I have seen too many people trying to determine if an object is allocated on the heap or not. It can help to create a garbage collection or find if an object with a reference counter should automatically call the
delete operator or not when its counter reaches zero.
You can search in the web for many articles dealing with this but most of them have the problem that they rely on how the memory is initialized or they aren't thread safe.

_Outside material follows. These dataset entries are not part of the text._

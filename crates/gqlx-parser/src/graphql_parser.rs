//! Recursive descent parser for executable GraphQL documents.
//!
//! [`GraphQLParser`] works over any token source implementing
//! [`GraphQLTokenSource`] and produces an [`ast::Document`].
//!
//! # Error Recovery
//!
//! Every grammar rule has a `parse_*` method returning `Result<T, ()>`.
//! `Err(())` means an error has already been recorded; the caller either
//! propagates it or skips ahead to a recovery point. At the top level the
//! parser resumes at the next token that looks like the start of a
//! definition, so a single pass reports every independent syntax error.

use crate::GraphQLParseError;
use crate::GraphQLParseErrorKind;
use crate::GraphQLSourceSpan;
use crate::GraphQLTokenStream;
use crate::ParseResult;
use crate::ReservedNameContext;
use crate::Source;
use crate::SourcePosition;
use crate::ValueParsingError;
use crate::ast;
use crate::token::GraphQLToken;
use crate::token::GraphQLTokenKind;
use crate::token_source::GraphQLTokenSource;
use crate::token_source::StrGraphQLTokenSource;
use smallvec::SmallVec;

// =============================================================================
// Delimiter tracking for error recovery
// =============================================================================

/// Context in which a delimiter was opened, for error messages.
#[derive(Debug, Clone, Copy)]
enum DelimiterContext {
    /// `{ field ... }` in operations/fragments
    SelectionSet,
    /// `(arg: value)` in field arguments
    FieldArguments,
    /// `@directive(arg: value)` in directive arguments
    DirectiveArguments,
    /// `($var: Type)` in operation variable definitions
    VariableDefinitions,
    /// `[Type]` in type annotations
    ListType,
    /// `[value, ...]` in list literals
    ListValue,
    /// `{ field: value }` in object literals
    ObjectValue,
}

impl DelimiterContext {
    fn description(&self) -> &'static str {
        match self {
            DelimiterContext::SelectionSet => "selection set",
            DelimiterContext::FieldArguments => "field arguments",
            DelimiterContext::DirectiveArguments => "directive arguments",
            DelimiterContext::VariableDefinitions => "variable definitions",
            DelimiterContext::ListType => "list type annotation",
            DelimiterContext::ListValue => "list value",
            DelimiterContext::ObjectValue => "object value",
        }
    }
}

#[derive(Debug, Clone)]
struct OpenDelimiter {
    span: GraphQLSourceSpan,
    context: DelimiterContext,
}

/// Decided while peeking, acted on afterwards, so the peek borrow ends
/// before the token stream is advanced.
enum RecoveryAction {
    Stop,
    Skip,
    CheckKeyword(String),
}

/// Whether a value may reference variables.
#[derive(Clone, Copy, Debug)]
enum ConstContext {
    /// Field and operation-level directive arguments.
    AllowVariables,
    /// `$var: Type = <here>`
    VariableDefaultValue,
    /// Arguments of directives on variable definitions.
    DirectiveArgument,
}

impl ConstContext {
    fn allows_variables(&self) -> bool {
        matches!(self, ConstContext::AllowVariables)
    }

    fn description(&self) -> &'static str {
        match self {
            ConstContext::AllowVariables => "this position",
            ConstContext::VariableDefaultValue => "variable default values",
            ConstContext::DirectiveArgument => "variable directive arguments",
        }
    }
}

But with the help of thread local storage that the operating system provides and a very rarely used stuff that MFC has, we can deal with this problem easily. MFC gives us some classes to store information private for each thread with the
THREAD_LOCAL macro (you can see more in afxtls.cpp and afxtls_.h in the MFC source code). So taking advantage of this macro I created an internal class that is used when the object is constructed and when it is allocated on the heap, by overriding the
new operator of the base class initializes the internal detector of the thread that is currently allocating the object if it was not done previously and then sets a flag indicating that the object is being allocated on the heap. Later, when the constructor is called, the base class checks if this flag is on or not to determine if the object is on the heap or not.
Using the code
The only thing you must do to detect if your objects are allocated dynamically or not is to derive them from
CDynamicObjectBase and then call the
IsAllocatedOnDynamicMemory function anywhere you wish.
To use the code in your project, add the DynamicObjectBase.cpp and DynamicObjectBase.h files to your project and add
CDynamicObjectBase as a base class for your classes.
class yourg_class : public CDynamicObjectBase
In the sample application you will see a class named
CMyCustomObject that has a function that prints where it was allocated.
- To make the code MFC-independant you must create a copy of the functionality of most classes and functions located in afxtls_.h and afxtls.cpp. I did it and it is not difficult for an experienced programmer.
- There is a function named
DynamicObjectBaseReset that resets the internal state of the detector in the thread context of the caller. I didn't test what happens if an exception is thrown during the object's constructor. I think nothing happens because
CDynamicObjectBase's constructor is called before any derived constructors (it is the base class), or you can modify the code to catch exceptions, but for any case the function is provided.
As a final note, suggestions for improvements are welcome.